He has absolutely loved being in both houses we've lived in and truly loves them with his whole heart. Probably because we have poured lots of love into them, and I've always said they will be his sanctuary/nest/cocoon, etc. He's a house-husband so home all the time, so it was really important to get it right. We visited the area so much that it became exciting, and stayed over in B&Bs several times.
I agree that the rooms in the one you're buying seem very small. I doubt he'd find a loft conversion with a much higher ceiling though, so either buy a house with 'standard bedrooms', or, if you can't afford that, compromise on size. Or see a loft room as a bonus room but not something essential.
With holidays, my OH studies maps to know the area we're staying in inside out - I print them off and he marks where everything is. He worries about the little things like where supermarkets are or a cashpoint in case we run out of money, and chooses some restaurants, bars etc so he feels he knows where he's going.

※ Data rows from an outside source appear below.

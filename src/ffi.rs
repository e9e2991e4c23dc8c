//! [`EvaluationEngine`] over the C ABI of the prebuilt `libhypertune`.
//!
//! Declarations mirror `hypertune.h` shipped with the native library. `build.rs` puts the library
//! on the link line.
#![allow(unsafe_code)]

use std::{
    ffi::{c_char, CString},
    ptr,
};

use crate::engine::{
    CreateRequest, EvaluationEngine, IteratorHandle, IteratorStep, NodeHandle, NodeType,
    RawEvaluation, RawIterator, RawNode,
};
use crate::Value;

#[repr(C)]
#[derive(Clone, Copy)]
struct SizedString {
    bytes: *const u8,
    length: usize,
}

#[repr(C)]
#[derive(Clone, Copy)]
struct NodeResult {
    id: u32,
    error: bool,
    node_type: u32,
    enum_value: SizedString,
    object_type_name: SizedString,
}

#[repr(C)]
#[derive(Clone, Copy)]
struct NodeIteratorResult {
    id: u32,
    error: bool,
}

const NODE_ITERATOR_STATE_CONSUMED: u32 = 1;

#[repr(C)]
#[derive(Clone, Copy)]
struct NodeIteratorNextResult {
    node: NodeResult,
    error: bool,
    state: u32,
}

#[repr(C)]
#[derive(Clone, Copy)]
struct EvaluateResult {
    value: *const u8,
    length: usize,
    error: bool,
}

extern "C" {
    fn create(
        variable_values_json: *const c_char,
        fallback_init_data_json: *const c_char,
        token: *const c_char,
        init_query_json: *const c_char,
        query_json: *const c_char,
        options_json: *const c_char,
    ) -> NodeResult;
    fn node_get_field(id: u32, field: *const c_char, arguments_json: *const c_char) -> NodeResult;
    fn node_get_items(id: u32) -> NodeIteratorResult;
    fn node_iterator_next(id: u32) -> NodeIteratorNextResult;
    fn node_evaluate(id: u32) -> EvaluateResult;
    fn node_free(id: u32);
    fn node_close(id: u32);
    fn node_flush_logs(id: u32);
    fn wait_for_initialization(id: u32);
    fn node_log_unexpected_type_error(id: u32);
    fn node_log_unexpected_value_error(id: u32);
}

/// The prebuilt native evaluation engine.
///
/// Stateless: all state lives inside the native library, keyed by handle.
#[derive(Debug, Clone, Copy, Default)]
pub struct NativeEngine;

/// Copy a native sized string. Empty strings become `None`.
///
/// # Safety
///
/// `s.bytes` must point to at least `s.length` readable bytes when `s.length` is non-zero.
unsafe fn read_sized_string(s: SizedString) -> Option<String> {
    if s.length == 0 || s.bytes.is_null() {
        return None;
    }
    let bytes = std::slice::from_raw_parts(s.bytes, s.length);
    Some(String::from_utf8_lossy(bytes).into_owned())
}

/// # Safety
///
/// String fields of `result` must be valid as described in [`read_sized_string`].
unsafe fn to_raw_node(result: NodeResult) -> RawNode {
    let mut raw = RawNode {
        handle: Some(NodeHandle(result.id)),
        error: result.error,
        node_type: NodeType::from_tag(result.node_type),
        enum_value: None,
        object_type_name: None,
    };
    if !raw.error {
        raw.enum_value = read_sized_string(result.enum_value);
        raw.object_type_name = read_sized_string(result.object_type_name);
    }
    raw
}

fn c_string(what: &str, value: &str) -> Option<CString> {
    match CString::new(value) {
        Ok(s) => Some(s),
        Err(err) => {
            log::error!(target: "hypertune", "{what} contains a NUL byte at {}", err.nul_position());
            None
        }
    }
}

fn optional_ptr(value: &Option<CString>) -> *const c_char {
    value.as_ref().map_or(ptr::null(), |s| s.as_ptr())
}

impl EvaluationEngine for NativeEngine {
    fn create(&self, request: &CreateRequest) -> RawNode {
        let (Some(variable_values), Some(init_query), Some(query), Some(options)) = (
            c_string("variable values", &request.variable_values_json),
            c_string("init query", &request.init_query_json),
            c_string("query", &request.query_json),
            c_string("options", &request.options_json),
        ) else {
            return RawNode::not_issued();
        };

        let fallback = match request.fallback_init_data_json.as_deref() {
            Some(json) => match c_string("fallback init data", json) {
                Some(s) => Some(s),
                None => return RawNode::not_issued(),
            },
            None => None,
        };
        let token = match request.token.as_deref() {
            Some(token) => match c_string("token", token) {
                Some(s) => Some(s),
                None => return RawNode::not_issued(),
            },
            None => None,
        };

        // SAFETY: all pointers are either null (where the ABI allows it) or point to
        // NUL-terminated strings that outlive the call.
        unsafe {
            to_raw_node(create(
                variable_values.as_ptr(),
                optional_ptr(&fallback),
                optional_ptr(&token),
                init_query.as_ptr(),
                query.as_ptr(),
                options.as_ptr(),
            ))
        }
    }

    fn get_field(&self, node: NodeHandle, field: &str, arguments_json: &str) -> RawNode {
        let (Some(field), Some(arguments)) = (
            c_string("field name", field),
            c_string("field arguments", arguments_json),
        ) else {
            return RawNode::not_issued();
        };

        // SAFETY: both strings are NUL-terminated and outlive the call.
        unsafe { to_raw_node(node_get_field(node.0, field.as_ptr(), arguments.as_ptr())) }
    }

    fn get_items(&self, node: NodeHandle) -> RawIterator {
        // SAFETY: plain value call.
        let result = unsafe { node_get_items(node.0) };
        RawIterator {
            handle: IteratorHandle(result.id),
            error: result.error,
        }
    }

    fn iterator_next(&self, iterator: IteratorHandle) -> IteratorStep {
        // SAFETY: plain value call.
        let result = unsafe { node_iterator_next(iterator.0) };
        if result.state == NODE_ITERATOR_STATE_CONSUMED {
            return IteratorStep::Consumed;
        }
        if result.error {
            return IteratorStep::Failed;
        }
        // SAFETY: the engine returns valid sized strings for successful nodes.
        IteratorStep::Next(unsafe { to_raw_node(result.node) })
    }

    fn evaluate(&self, node: NodeHandle) -> RawEvaluation {
        // SAFETY: plain value call.
        let result = unsafe { node_evaluate(node.0) };
        if result.error {
            return RawEvaluation {
                error: true,
                bytes: Vec::new(),
            };
        }
        if result.value.is_null() || result.length == 0 {
            return RawEvaluation::default();
        }
        // SAFETY: the engine returns a buffer of `length` readable bytes, which we copy before
        // making any further call into the engine.
        let bytes = unsafe { std::slice::from_raw_parts(result.value, result.length) }.to_vec();
        RawEvaluation {
            error: false,
            bytes,
        }
    }

    fn free_node(&self, node: NodeHandle) {
        // SAFETY: plain value call.
        unsafe { node_free(node.0) }
    }

    fn close_node(&self, node: NodeHandle) {
        // SAFETY: plain value call.
        unsafe { node_close(node.0) }
    }

    fn flush_logs(&self, node: NodeHandle) {
        // SAFETY: plain value call.
        unsafe { node_flush_logs(node.0) }
    }

    fn wait_for_initialization(&self, node: NodeHandle) {
        // SAFETY: plain value call.
        unsafe { wait_for_initialization(node.0) }
    }

    fn log_unexpected_type_error(&self, node: NodeHandle) {
        // SAFETY: plain value call.
        unsafe { node_log_unexpected_type_error(node.0) }
    }

    fn log_unexpected_value_error(&self, node: NodeHandle, value: &Value) {
        // The native call takes no value; the caller already logged it.
        let _ = value;
        // SAFETY: plain value call.
        unsafe { node_log_unexpected_value_error(node.0) }
    }
}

It's finding a way to manage the anxiety. It's likely to be 'the whole thing' rather than just one little thing wrong with the house. Some people, men in particular, feel this huge responsibility to have VERY broad shoulders and the pressure crushes them. Maybe try to reassure/remind him that you're there to take some of the burden and you're a team in it together.2023 wins: *must start comping again!*0 -
'Our monthly repaments would be more than our rent' - our rent has barely changed in 3-4 years and it's for a 1 bed flat vs a house so...yes?
What's the rent for something you can live in at what size will it become more than the mortgage.
Also remember that the mortgage is part interest(rent) and part capital(equity/savings).
what will your initial split be on the mortgage the interest part is what you compare to the rent.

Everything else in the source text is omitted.